ASSIGNMENT
A line belongs in the answer if it contains "OsUpdater"; copy every such line from the entries below.

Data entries
━━━━━━━━━━━━━━━━━━━━

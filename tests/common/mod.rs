#![allow(dead_code)]

use std::collections::{BTreeMap, HashMap};
use std::fs;
use std::path::Path;
use std::sync::atomic::{AtomicBool, AtomicUsize, Ordering};
use std::sync::{Arc, Condvar, Mutex};
use std::thread;
use std::time::{Duration, Instant};
use svcrunner::core::args::RawArgs;
use svcrunner::core::config::Config;
use svcrunner::core::context::{Context, Services};
use svcrunner::core::device::{CommandOutput, Device, DeviceError, ServiceAction};
use svcrunner::core::error::RunnerError;
use svcrunner::core::executor::Executor;
use svcrunner::core::host::{HostInfo, PlatformInfo};
use svcrunner::core::maintenance::{InstallReport, OsUpdater};
use svcrunner::core::process::ProcessControl;
use svcrunner::core::protocol::{self, Request, WireResponse};
use svcrunner::core::runner::{CaseExecutor, CaseReport, CaseRun};
use svcrunner::core::snapshot::SnapshotManager;
use svcrunner::core::state::RunState;
use svcrunner::core::suite::{CaseResult, ResultFile};
use svcrunner::core::upload::{ResultsUploader, UploadReceipt, UploadRequest};
use tempfile::TempDir;

pub const SMOKE_SUITE: &str = r#"
name = "smoke"
product_name = "Widget"
product_codename = "wdg"
product_version = "2.1"

[[case]]
name = "caseA"
description = "first"
command = "true"

[[case]]
name = "caseB"
description = "second"
command = "true"

[[case]]
name = "caseC"
description = "third"
command = "true"
"#;

/// Case executor with scripted results. While held, cases block until
/// released so a run can be observed mid-flight.
#[derive(Default)]
pub struct ScriptedCases {
    outcomes: Mutex<HashMap<String, CaseResult>>,
    executed: Mutex<Vec<String>>,
    held: Mutex<bool>,
    gate: Condvar,
}

impl ScriptedCases {
    pub fn set(&self, case: &str, result: CaseResult) {
        self.outcomes
            .lock()
            .expect("outcomes")
            .insert(case.to_string(), result);
    }

    pub fn executed(&self) -> Vec<String> {
        self.executed.lock().expect("executed").clone()
    }

    pub fn hold(&self) {
        *self.held.lock().expect("held") = true;
    }

    pub fn release(&self) {
        *self.held.lock().expect("held") = false;
        self.gate.notify_all();
    }
}

impl CaseExecutor for ScriptedCases {
    fn run_case(&self, run: &CaseRun) -> Result<CaseReport, RunnerError> {
        self.executed
            .lock()
            .expect("executed")
            .push(run.case.name.clone());
        {
            let held = self.held.lock().expect("held");
            let (_held, timeout) = self
                .gate
                .wait_timeout_while(held, Duration::from_secs(10), |h| *h)
                .expect("gate");
            assert!(!timeout.timed_out(), "case gate never released");
        }
        let result = self
            .outcomes
            .lock()
            .expect("outcomes")
            .get(&run.case.name)
            .copied()
            .unwrap_or(CaseResult::Pass);
        let mut report = CaseReport::new(result);
        report.log.push(format!("scripted {}", result.as_str()));
        if let Some(dir) = &run.result_dir {
            let case_dir = dir.join(&run.case.name);
            fs::create_dir_all(&case_dir)?;
            let path = case_dir.join("output.log");
            fs::write(&path, format!("output of {}", run.case.name))?;
            report.files.push(ResultFile {
                path,
                name: "output.log".to_string(),
            });
        }
        Ok(report)
    }
}

#[derive(Default)]
pub struct MockProcess {
    quit: AtomicBool,
    pub restarts: AtomicUsize,
    pub reboots: AtomicUsize,
}

impl ProcessControl for MockProcess {
    fn request_quit(&self) {
        self.quit.store(true, Ordering::SeqCst);
    }

    fn quit_requested(&self) -> bool {
        self.quit.load(Ordering::SeqCst)
    }

    fn restart(&self) -> Result<(), RunnerError> {
        self.restarts.fetch_add(1, Ordering::SeqCst);
        Ok(())
    }

    fn reboot(&self) -> Result<(), RunnerError> {
        self.reboots.fetch_add(1, Ordering::SeqCst);
        Ok(())
    }
}

#[derive(Default)]
pub struct MockDevice {
    pub commands: Mutex<Vec<String>>,
}

impl Device for MockDevice {
    fn run_shell_command(
        &self,
        command: &str,
        _timeout: Duration,
    ) -> Result<CommandOutput, DeviceError> {
        self.commands
            .lock()
            .expect("commands")
            .push(command.to_string());
        Ok(CommandOutput {
            exit_code: Some(0),
            ..CommandOutput::default()
        })
    }

    fn push_file(&self, _local: &Path, _remote: &Path) -> Result<(), DeviceError> {
        Ok(())
    }

    fn pull_file(&self, _remote: &Path, _local: &Path) -> Result<(), DeviceError> {
        Ok(())
    }

    fn read_properties(&self) -> Result<BTreeMap<String, String>, DeviceError> {
        Ok(BTreeMap::new())
    }

    fn control_service(&self, _name: &str, _action: ServiceAction) -> Result<(), DeviceError> {
        Ok(())
    }
}

#[derive(Default)]
pub struct MockUploader {
    pub requests: Mutex<Vec<UploadRequest>>,
    pub fail: AtomicBool,
}

impl ResultsUploader for MockUploader {
    fn upload(&self, request: &UploadRequest) -> Result<UploadReceipt, RunnerError> {
        self.requests
            .lock()
            .expect("requests")
            .push(request.clone());
        if self.fail.load(Ordering::SeqCst) {
            return Err(RunnerError::server("results server unreachable"));
        }
        Ok(UploadReceipt {
            destination: request.source.clone(),
            files: 1,
            bytes: 1,
        })
    }
}

#[derive(Default)]
pub struct MockSnapshots {
    pub taken: Mutex<Vec<String>>,
    pub reverted: Mutex<Vec<String>>,
}

impl SnapshotManager for MockSnapshots {
    fn take_snapshot(&self, name: &str) -> Result<(), RunnerError> {
        self.taken.lock().expect("taken").push(name.to_string());
        Ok(())
    }

    fn revert_to_latest(&self, name: &str) -> Result<(), RunnerError> {
        self.reverted.lock().expect("reverted").push(name.to_string());
        Ok(())
    }
}

pub struct MockUpdater {
    pub supported: bool,
    pub available: u32,
    pub reboot: bool,
}

impl OsUpdater for MockUpdater {
    fn supported(&self) -> bool {
        self.supported
    }

    fn search(&self) -> Result<u32, RunnerError> {
        if !self.supported {
            return Err(RunnerError::server("no update service on this host"));
        }
        Ok(self.available)
    }

    fn download(&self) -> Result<u32, RunnerError> {
        Ok(self.available)
    }

    fn install(&self) -> Result<InstallReport, RunnerError> {
        Ok(InstallReport {
            installed: self.available,
            failed: 0,
            reboot_required: self.reboot,
        })
    }
}

pub struct FixedHost;

impl HostInfo for FixedHost {
    fn platform(&self) -> PlatformInfo {
        PlatformInfo {
            system: "Linux".into(),
            arch: "64bit".into(),
            patch: "6.1.0".into(),
            version: "#1 SMP".into(),
            hardware: "x86_64".into(),
            uid: Some("host-1".into()),
        }
    }
}

pub struct Harness {
    pub tmp: TempDir,
    pub executor: Executor,
    pub cases: Arc<ScriptedCases>,
    pub process: Arc<MockProcess>,
    pub device: Arc<MockDevice>,
    pub uploader: Arc<MockUploader>,
    pub snapshots: Arc<MockSnapshots>,
}

impl Harness {
    pub fn new() -> Self {
        Self::with_updater(MockUpdater {
            supported: false,
            available: 0,
            reboot: false,
        })
    }

    pub fn with_updater(updater: MockUpdater) -> Self {
        let tmp = tempfile::tempdir().expect("tempdir");
        let suite = tmp.path().join("testsuites/widget/smoke.toml");
        fs::create_dir_all(suite.parent().expect("parent")).expect("mkdir");
        fs::write(&suite, SMOKE_SUITE).expect("write suite");

        let mut config = Config::default();
        config.paths.base_dir = tmp.path().to_path_buf();
        config.timeouts.snapshot_delay_ms = 0;
        config.kickstart.install_command = Some("install {url}".into());
        config.kickstart.uninstall_command = Some("uninstall {product}".into());

        let cases = Arc::new(ScriptedCases::default());
        let process = Arc::new(MockProcess::default());
        let device = Arc::new(MockDevice::default());
        let uploader = Arc::new(MockUploader::default());
        let snapshots = Arc::new(MockSnapshots::default());
        let services = Services {
            device: device.clone(),
            host: Arc::new(FixedHost),
            uploader: uploader.clone(),
            snapshots: snapshots.clone(),
            updater: Arc::new(updater),
            process: process.clone(),
            cases: cases.clone(),
        };
        let executor = Executor::new(Context::new(config, services));
        Self {
            tmp,
            executor,
            cases,
            process,
            device,
            uploader,
            snapshots,
        }
    }

    pub fn ctx(&self) -> &Context {
        self.executor.context()
    }

    pub fn request(&self, request: &Request) -> WireResponse {
        let mut out: Vec<u8> = Vec::new();
        self.executor.handle(request, &mut out);
        protocol::read_response(&mut out.as_slice()).expect("response frame")
    }

    pub fn send(&self, user: Option<&str>, command: &str, args: RawArgs) -> WireResponse {
        self.request(&Request::new(user, command, args))
    }

    /// Sends `command` with space-separated positional arguments.
    pub fn cmd(&self, user: &str, command: &str, args: &str) -> WireResponse {
        let raw = if args.is_empty() {
            RawArgs::Absent
        } else {
            RawArgs::Legacy(args.to_string())
        };
        self.send(Some(user), command, raw)
    }

    pub fn state(&self) -> RunState {
        self.ctx().agent.state()
    }

    pub fn wait_for_state(&self, want: RunState) {
        let deadline = Instant::now() + Duration::from_secs(10);
        while self.state() != want {
            assert!(
                Instant::now() < deadline,
                "timed out waiting for {want}, state is {}",
                self.state()
            );
            thread::sleep(Duration::from_millis(10));
        }
    }

    /// Waits until `count` cases have entered the case executor.
    pub fn wait_for_cases(&self, count: usize) {
        let deadline = Instant::now() + Duration::from_secs(10);
        while self.cases.executed().len() < count {
            assert!(Instant::now() < deadline, "timed out waiting for {count} cases");
            thread::sleep(Duration::from_millis(10));
        }
    }

    /// Waits for every background task. Cases must not be held.
    pub fn settle(&self) {
        self.ctx().tasks.join_all();
    }
}
//! Two-phase request dispatch.
//!
//! For every request: look the command up, decode its arguments, check the
//! lock and the run state, execute, then write the response and close the
//! connection. Only after the caller has its answer does the command's
//! post-response action run, followed by the history entry.
//!
//! Decode, lock and state failures never reach `execute` or `post_response`.
//! A failed `execute` still gets its `post_response`.

use crate::core::args::DecodedArgs;
use crate::core::context::Context;
use crate::core::error::RunnerError;
use crate::core::lock::ANONYMOUS_USER;
use crate::core::protocol::{Request, Response, ResponseCode, Transport, encode_response};
use crate::core::registry::{Command, CommandSpec};
use crate::core::time;
use std::any::Any;
use std::panic::{AssertUnwindSafe, catch_unwind};
use tracing::{error, info, info_span, warn};

pub struct Executor {
    ctx: Context,
}

fn panic_message(panic: &(dyn Any + Send)) -> String {
    if let Some(s) = panic.downcast_ref::<&str>() {
        (*s).to_string()
    } else if let Some(s) = panic.downcast_ref::<String>() {
        s.clone()
    } else {
        "command panicked".to_string()
    }
}

impl Executor {
    pub fn new(ctx: Context) -> Self {
        Self { ctx }
    }

    pub fn context(&self) -> &Context {
        &self.ctx
    }

    /// Handles one request end to end and returns the code that was sent.
    pub fn handle(&self, request: &Request, transport: &mut dyn Transport) -> ResponseCode {
        let user = request.user.as_deref().unwrap_or(ANONYMOUS_USER);
        let request_id = time::new_event_id();
        let span = info_span!(
            "request",
            request_id = %request_id,
            command = %request.command,
            user = %user,
            version = request.version
        );
        let _entered = span.enter();

        let mut response = Response::new();

        let Some(spec) = self.ctx.registry.lookup(&request.command) else {
            warn!("unknown command");
            response.fail(
                ResponseCode::ClientError,
                format!("unknown command '{}'", request.command),
            );
            return self.transmit(&response, transport);
        };

        let args = match spec.decode(&request.args) {
            Ok(args) => args,
            Err(e) => {
                warn!(error = %e, "argument decoding failed");
                response.fail(e.response_code(), e.to_string());
                return self.transmit(&response, transport);
            }
        };

        if let Err(e) = self.admit(spec, user) {
            warn!(args = %args, error = %e, "request refused");
            response.fail(e.response_code(), e.to_string());
            let code = self.transmit(&response, transport);
            self.record(user, spec, &args);
            return code;
        }

        let mut command = spec.instantiate(request.user.clone(), args.clone());
        self.execute(command.as_mut(), &args, &mut response);
        let code = self.transmit(&response, transport);
        self.post_response(command.as_mut(), &args);
        self.record(user, spec, &args);
        code
    }

    /// Lock check for gated commands, then the state check.
    fn admit(&self, spec: &CommandSpec, user: &str) -> Result<(), RunnerError> {
        let mut agent = self.ctx.agent.lock();
        if spec.acl {
            agent.lock.check(user)?;
        }
        if let Some(allowed) = spec.allowed_states {
            agent.ensure_state(allowed, spec.denied_action)?;
        }
        Ok(())
    }

    fn execute(&self, command: &mut dyn Command, args: &DecodedArgs, response: &mut Response) {
        let outcome = catch_unwind(AssertUnwindSafe(|| command.execute(&self.ctx, response)));
        match outcome {
            Ok(Ok(())) => {}
            Ok(Err(e)) => {
                match e.response_code() {
                    ResponseCode::ClientError => warn!(args = %args, error = %e, "command refused"),
                    _ => error!(args = %args, error = %e, "command failed"),
                }
                response.fail(e.response_code(), e.to_string());
            }
            Err(panic) => {
                let msg = panic_message(panic.as_ref());
                error!(args = %args, panic = %msg, "command panicked");
                response.fail(ResponseCode::ServerError, msg);
            }
        }
    }

    /// Writes, flushes and closes. Transport failures are logged, never raised.
    fn transmit(&self, response: &Response, transport: &mut dyn Transport) -> ResponseCode {
        let (code, frame) = match response.to_frame() {
            Ok(frame) => (response.code(), frame),
            Err(e) => {
                error!(error = %e, "response could not be framed");
                let msg = e.to_string();
                match encode_response(ResponseCode::ServerError, &msg) {
                    Ok(frame) => (ResponseCode::ServerError, frame),
                    Err(_) => (ResponseCode::ServerError, Vec::new()),
                }
            }
        };
        if let Err(e) = transport.send(&frame) {
            warn!(error = %e, "failed to send response");
        }
        if let Err(e) = transport.close() {
            warn!(error = %e, "failed to close connection");
        }
        info!(code = code.as_str(), bytes = frame.len(), "response sent");
        code
    }

    fn post_response(&self, command: &mut dyn Command, args: &DecodedArgs) {
        match catch_unwind(AssertUnwindSafe(|| command.post_response(&self.ctx))) {
            Ok(Ok(())) => {}
            Ok(Err(e)) => error!(args = %args, error = %e, "post-response action failed"),
            Err(panic) => {
                error!(
                    args = %args,
                    panic = %panic_message(panic.as_ref()),
                    "post-response action panicked"
                );
            }
        }
    }

    fn record(&self, user: &str, spec: &CommandSpec, args: &DecodedArgs) {
        self.ctx.history().record(user, spec.name, args);
    }
}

━━━━━━━━━━━━━━━━━━━━

SOLUTION FOR THIS PROBLEM
use svcrunner::core::maintenance::{InstallReport, OsUpdater};
impl OsUpdater for MockUpdater {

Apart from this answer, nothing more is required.